Selenium web scraping with "next" button clicking results in duplicate values

I'm using selenium and BeautifulSoup to scrape data from a website (http://www.grownjkids.gov/ParentsFamilies/ProviderSearch) with a next button, which I'm clicking in a loop. I was struggling with StaleElementReferenceException previously but overcame this by looping to refind the element on the page. However, I ran into a new problem - it's able to click all the way to the end now. But when I check the csv file it's written to, even though the majority of the data looks good, there's often duplicate rows in batches of 5 (which is the number of results that each page shows).

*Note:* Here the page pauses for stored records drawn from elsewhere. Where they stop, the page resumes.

//! Error types for enemy operations.

use crate::error::{ErrorSeverity, GameError};
use crate::state::{EntityId, TargetRef};

/// Errors surfaced by [`super::Enemy`] operations.
///
/// Every variant leaves the enemy untouched, so callers can always skip the
/// actor for the current cycle and carry on.
#[derive(Clone, Copy, Debug, PartialEq, Eq, thiserror::Error)]
pub enum EnemyError {
    #[error("{0} is no longer available")]
    MissingTarget(TargetRef),

    #[error("damage amount must be positive (got {0})")]
    InvalidDamageAmount(i32),

    #[error("enemy {0} has already been destroyed")]
    AlreadyDestroyed(EntityId),
}

impl GameError for EnemyError {
    fn severity(&self) -> ErrorSeverity {
        match self {
            Self::MissingTarget(_) | Self::AlreadyDestroyed(_) => ErrorSeverity::Recoverable,
            Self::InvalidDamageAmount(_) => ErrorSeverity::Validation,
        }
    }

    fn error_code(&self) -> &'static str {
        match self {
            Self::MissingTarget(_) => "missing_target",
            Self::InvalidDamageAmount(_) => "invalid_damage_amount",
            Self::AlreadyDestroyed(_) => "already_destroyed",
        }
    }
}
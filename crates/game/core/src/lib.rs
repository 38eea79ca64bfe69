//! Deterministic rules for a grid-bound hostile actor.
//!
//! `game-core` defines the canonical enemy behaviour: the per-turn movement
//! decision (move, attack or rest) and the damage response that plays a
//! knockback-and-return animation over frame ticks. All collaborators the
//! actor talks to (grid occupancy, the tracked target, audio/visual feedback)
//! are reached through the traits in [`env`], so the crate stays free of I/O
//! and can be driven by any scheduler.
//!
//! All state mutation flows through [`engine::Enemy`].
pub mod action;
pub mod animation;
pub mod combat;
pub mod config;
pub mod engine;
pub mod env;
pub mod error;
pub mod state;

pub use action::{CardinalDirection, step_toward};
pub use animation::{AnimationPhase, AnimationStatus, KnockbackAnimation};
pub use combat::{DamageOutcome, KnockbackDirection, knockback_direction};
pub use config::{ConfigError, EnemyConfig};
pub use engine::{Enemy, EnemyError, TurnOutcome};
pub use env::{
    EntityKind, FeedbackSink, GridMover, MoveOutcome, TargetEntity, TargetLookup, TurnEnv,
};
pub use error::{ErrorSeverity, GameError};
pub use state::{EnemyState, EntityId, Liveness, Position, TargetRef, Tint};

/// Continuous 2D coordinate used for actor and target positions.
pub use glam::Vec2;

Pictoral example of what I mean: https://www.dropbox.com/s/ecsew52a25ihym7/Screen%20Shot%202019-02-13%20at%2011.06.41%20AM.png?dl=0
I have a hunch this is due to my program re-extracting the current data on the page every time I attempt to find the next button. I was confused why this would happen, since from my understanding, the actual scraping part happens only after you break out of the inner while loop which attempts to find the next button and into the larger one. (Let me know if I'm not understanding this correctly as I'm comparatively new to this stuff.)

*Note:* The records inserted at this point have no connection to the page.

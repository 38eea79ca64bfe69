//! Cloneable façade for issuing commands to the runtime.
//!
//! [`RuntimeHandle`] hides channel plumbing and offers async helpers for
//! stepping the simulation or streaming events from specific topics.
use tokio::sync::{broadcast, mpsc, oneshot};

use game_core::{CardinalDirection, DamageOutcome, EntityId, MoveOutcome, Vec2};

use super::errors::{Result, RuntimeError};
use crate::events::{Event, EventBus, Topic};
use crate::workers::Command;
use crate::world::{FrameReport, TurnReport, WorldSnapshot};

/// Client-facing handle to interact with the runtime
#[derive(Clone)]
pub struct RuntimeHandle {
    command_tx: mpsc::Sender<Command>,
    event_bus: EventBus,
}

impl RuntimeHandle {
    pub(crate) fn new(command_tx: mpsc::Sender<Command>, event_bus: EventBus) -> Self {
        Self {
            command_tx,
            event_bus,
        }
    }

    /// Sends a command and waits for the worker's reply.
    async fn request<T>(&self, build: impl FnOnce(oneshot::Sender<T>) -> Command) -> Result<T> {
        let (reply_tx, reply_rx) = oneshot::channel();

        self.command_tx
            .send(build(reply_tx))
            .await
            .map_err(|_| RuntimeError::CommandChannelClosed)?;

        reply_rx.await.map_err(RuntimeError::ReplyChannelClosed)
    }

    /// Run one enemy turn: every live enemy decides and acts once.
    pub async fn advance_turn(&self) -> Result<TurnReport> {
        self.request(|reply| Command::AdvanceTurn { reply }).await
    }

    /// Hit an enemy with `amount` damage from an attacker at `attacker`.
    pub async fn apply_damage(
        &self,
        enemy: EntityId,
        amount: i32,
        attacker: Vec2,
    ) -> Result<DamageOutcome> {
        self.request(|reply| Command::ApplyDamage {
            enemy,
            amount,
            attacker,
            reply,
        })
        .await?
    }

    /// Advance knockback animations by `dt` seconds.
    pub async fn tick(&self, dt: f32) -> Result<FrameReport> {
        self.request(|reply| Command::Tick { dt, reply }).await
    }

    /// Step the player one tile.
    pub async fn move_player(&self, direction: CardinalDirection) -> Result<MoveOutcome> {
        self.request(|reply| Command::MovePlayer { direction, reply })
            .await?
    }

    /// Query the current world (read-only snapshot)
    pub async fn snapshot(&self) -> Result<WorldSnapshot> {
        self.request(|reply| Command::Snapshot { reply }).await
    }

    /// Ask the simulation worker to stop. Later requests fail with
    /// [`RuntimeError::CommandChannelClosed`] or
    /// [`RuntimeError::ReplyChannelClosed`].
    pub(crate) async fn request_shutdown(&self) -> Result<()> {
        self.command_tx
            .send(Command::Shutdown)
            .await
            .map_err(|_| RuntimeError::CommandChannelClosed)
    }

    /// Subscribe to events from a specific topic
    ///
    /// # Topics
    ///
    /// - `Topic::Turn` - Turn starts, enemy outcomes, game over
    /// - `Topic::Combat` - Hits in both directions and feedback cues
    /// - `Topic::Animation` - Knockbacks returning to rest
    ///
    /// # Example
    ///
    /// ```rust,ignore
    /// use runtime::Topic;
    ///
    /// let mut combat_rx = handle.subscribe(Topic::Combat);
    /// while let Ok(event) = combat_rx.recv().await {
    ///     // Handle combat events
    /// }
    /// ```
    pub fn subscribe(&self, topic: Topic) -> broadcast::Receiver<Event> {
        self.event_bus.subscribe(topic)
    }

    /// Subscribe to multiple topics at once
    ///
    /// Returns a map of topic to receiver for each requested topic.
    pub fn subscribe_multiple(
        &self,
        topics: &[Topic],
    ) -> std::collections::HashMap<Topic, broadcast::Receiver<Event>> {
        self.event_bus.subscribe_multiple(topics)
    }
}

Additionally, the data I output after every run of my program is different (which makes sense considering the error, since in the past, the StaleElementReferenceExceptions were occurring at sporadic locations. If it duplicates results every time this exception occurs, it would make sense for duplications to occur sporadically as well. Even worse, a different batch of results ends up being skipped each time I run the program as well - I cross-compared results from 2 different outputs and there were some results that were present in one and not the other.

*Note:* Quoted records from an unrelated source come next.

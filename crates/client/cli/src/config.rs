//! Client configuration read from the environment.
use std::env;
use std::path::PathBuf;
use std::time::Duration;

/// Scripted-encounter settings.
#[derive(Clone, Debug)]
pub struct CliConfig {
    /// TOML enemy tuning. Built-in defaults when unset.
    pub enemy_config_path: Option<PathBuf>,
    /// RON encounter layout. Built-in arena when unset.
    pub encounter_path: Option<PathBuf>,
    /// Number of turns to play before stopping.
    pub turns: u32,
    /// Frame driver rate in ticks per second.
    pub frame_rate_hz: f32,
    /// Damage the scripted player deals per hit.
    pub player_damage: i32,
    /// Wall-clock pause between turns so knockbacks can play out.
    pub turn_pause: Duration,
    /// Seed for feedback clip selection.
    pub feedback_seed: Option<u64>,
    /// Directory for a log file in addition to stderr.
    pub log_dir: Option<PathBuf>,
}

impl Default for CliConfig {
    fn default() -> Self {
        Self {
            enemy_config_path: None,
            encounter_path: None,
            turns: 24,
            frame_rate_hz: 60.0,
            player_damage: 1,
            turn_pause: Duration::from_millis(150),
            feedback_seed: None,
            log_dir: None,
        }
    }
}

impl CliConfig {
    /// Construct configuration from environment variables.
    ///
    /// Environment variables:
    /// - `ENEMY_CONFIG_PATH` - Enemy tuning TOML file
    /// - `ENCOUNTER_PATH` - Encounter layout RON file
    /// - `SIM_TURNS` - Turns to play (default: 24)
    /// - `SIM_FRAME_HZ` - Frame ticks per second (default: 60)
    /// - `SIM_PLAYER_DAMAGE` - Player hit strength (default: 1)
    /// - `SIM_TURN_PAUSE_MS` - Pause between turns in milliseconds (default: 150)
    /// - `SIM_SEED` - Feedback RNG seed (default: random)
    /// - `SIM_LOG_DIR` - Also write `client.log` into this directory
    pub fn from_env() -> Self {
        let mut config = Self::default();

        config.enemy_config_path = env::var_os("ENEMY_CONFIG_PATH").map(PathBuf::from);
        config.encounter_path = env::var_os("ENCOUNTER_PATH").map(PathBuf::from);
        config.log_dir = env::var_os("SIM_LOG_DIR").map(PathBuf::from);

        if let Some(turns) = read_env::<u32>("SIM_TURNS") {
            config.turns = turns;
        }
        if let Some(hz) = read_env::<f32>("SIM_FRAME_HZ") {
            config.frame_rate_hz = hz;
        }
        if let Some(damage) = read_env::<i32>("SIM_PLAYER_DAMAGE") {
            config.player_damage = damage.max(1);
        }
        if let Some(pause) = read_env::<u64>("SIM_TURN_PAUSE_MS") {
            config.turn_pause = Duration::from_millis(pause);
        }
        config.feedback_seed = read_env::<u64>("SIM_SEED");

        config
    }
}

fn read_env<T>(key: &str) -> Option<T>
where
    T: std::str::FromStr,
{
    env::var(key).ok()?.parse().ok()
}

from selenium import webdriver
from selenium.webdriver.chrome.options import Options
from selenium.common.exceptions import NoSuchElementException, StaleElementReferenceException
from bs4 import BeautifulSoup
import csv
chrome_options = Options()
chrome_options.add_argument('--disable-gpu')
chrome_options.add_argument("--headless")
url = "http://www.grownjkids.gov/ParentsFamilies/ProviderSearch"
driver = webdriver.Chrome('###location###')
driver.implicitly_wait(10)
driver.get(url)
#clears text box
driver.find_element_by_class_name("form-control").clear()
#clicks on search button without putting in any parameters, getting all the results
search_button = driver.find_element_by_id("searchButton")
search_button.click()
df_list = []
headers = ["Rating", "Distance", "Program Type", "County", "License", "Program Name", "Address", "Phone", "Latitude", "Longitude"]
while True:
#keeps on clicking next button to fetch each group of 5 results
try:
nextButton = driver.find_element_by_class_name("next")
nextButton.send_keys('\n')
except NoSuchElementException:
break
except StaleElementReferenceException:
attempts = 0
while (attempts < 100):
try:
nextButton = driver.find_element_by_class_name("next")
if nextButton:
nextButton.send_keys('\n')
break
except NoSuchElementException:
break
except StaleElementReferenceException:
attempts += 1
#finds table of center data on the page
table = driver.find_element_by_id("results")
html_source = table.get_attribute('innerHTML')
soup = BeautifulSoup(html_source, "lxml")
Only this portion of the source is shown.